世界で一番似ている赤色


結局、絶対に口外しないことを約束させてから。


「えーっと、幼なじみのお兄ちゃんみたいな人。わたしが小3の時に引っ越しで離れちゃって、でも去年再会して、それから時々会ってる」


と、ところどころぼかして伝えた。



朱里ちゃんは「なにそれ、あたし全然知らなかったよ? もっと早く教えてよ~!」とぶーぶー言った後、


はっ! と何かに気づいたらしい。



「あー! わかった! ほら、仲良くなる前、あたしと駅前で会ったじゃん。偶然! 綾ちゃん転校してきてすぐの時だったっけ?」


「あ~そうだったね!」


「そっかぁ~あの時もデートだったんだぁ。綾ちゃんかわいくてびっくりしたもん。超仲良くなりたいって思ったし~」



ふわりとボブヘアを風になびかせ、朱里ちゃんは興奮気味に話す。



そういえば。あの時、偶然会ってから朱里ちゃんが絡んでくれるようになって、わたしは学校生活が楽しくなった。


ある意味、優にぃのおかげかも。


……って、優にぃじゃなくて、優、か。いや、ちょっと待って。うわぁ、呼び捨てするだけで、ボッと顔が熱くなるんですけど。頭の中で呼んだだけなのに。
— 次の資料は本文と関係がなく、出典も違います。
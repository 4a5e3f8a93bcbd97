//! Read-only access to the tax matrix.
//!
//! The resolver never touches storage directly; it asks a
//! [`TaxRuleSource`] for the rules active on a date. The in-memory
//! [`TaxRuleSet`] is one implementation; a database-backed one lives with
//! the hosting application.

use chrono::NaiveDate;
use fiscal_core::{JurisdictionCode, OrganizationId};

use crate::error::TaxError;
use crate::rule::{RuleKey, TaxRegime, TaxRule, TaxRuleSet};

/// Filter for [`TaxRuleSource::active_rules`].
#[derive(Debug, Clone, Copy, PartialEq, Eq)]
pub struct RuleQuery {
    /// Tenant.
    pub organization: OrganizationId,
    /// Origin UF.
    pub origin: JurisdictionCode,
    /// Destination UF.
    pub destination: JurisdictionCode,
    /// Regime.
    pub regime: TaxRegime,
    /// Date the rule must be active on.
    pub as_of: NaiveDate,
}

impl RuleQuery {
    /// The rule key this query targets.
    pub fn key(&self) -> RuleKey {
        RuleKey {
            organization: self.organization,
            origin: self.origin,
            destination: self.destination,
            regime: self.regime,
        }
    }
}

/// Source of tax rules.
///
/// Implementations return every rule matching the query; uniqueness is
/// checked by the resolver so that a misconfigured source surfaces as
/// [`TaxError::AmbiguousTaxRule`] instead of an arbitrary pick.
pub trait TaxRuleSource: Send + Sync {
    /// Rules for `query.key()` active on `query.as_of`.
    fn active_rules(&self, query: &RuleQuery) -> Result<Vec<TaxRule>, TaxError>;
}

impl TaxRuleSource for TaxRuleSet {
    fn active_rules(&self, query: &RuleQuery) -> Result<Vec<TaxRule>, TaxError> {
        Ok(self
            .active(&query.key(), query.as_of)
            .into_iter()
            .cloned()
            .collect())
    }
}
//! # Clocks
//!
//! All timestamps in the pipeline are UTC. Anything that reads "now"
//! (rule validity, lock staleness, issue dates) takes a [`Clock`] so tests
//! can freeze and advance time deterministically.

use chrono::{DateTime, Duration, Utc};
use parking_lot::Mutex;

/// Source of the current UTC instant.
pub trait Clock: Send + Sync {
    /// The current instant.
    fn now(&self) -> DateTime<Utc>;
}

/// Wall-clock time.
#[derive(Debug, Clone, Copy, Default)]
pub struct SystemClock;

impl Clock for SystemClock {
    fn now(&self) -> DateTime<Utc> {
        Utc::now()
    }
}

/// A manually driven clock for tests and replays.
#[derive(Debug)]
pub struct FixedClock {
    now: Mutex<DateTime<Utc>>,
}

impl FixedClock {
    /// Freeze time at `at`.
    pub fn new(at: DateTime<Utc>) -> Self {
        Self { now: Mutex::new(at) }
    }

    /// Jump to `at`.
    pub fn set(&self, at: DateTime<Utc>) {
        *self.now.lock() = at;
    }

    /// Move forward by `by`.
    pub fn advance(&self, by: Duration) {
        let mut now = self.now.lock();
        *now += by;
    }
}

impl Clock for FixedClock {
    fn now(&self) -> DateTime<Utc> {
        *self.now.lock()
    }
}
これじゃ心臓が持たないから、心の中では優にぃと呼んでおくか。



「で、写真は? あるよね?」


「ふぇっ!?」



1人でどぎまぎしているうちに、朱里ちゃんからの尋問がスタート。



「そのリアクション、絶対ある!」


「ないよ~!」


「見せてくれないと、あたし、協力できないかも~。ほらスマホ出して!」


「えーっ?」



朱里ちゃんは全く引き下がる気配をみせない。


まあ、彼女は優にぃを知らないから見せても問題ないか。


ちょっとだけ、秘密を共有したいという思いも沸いてきた。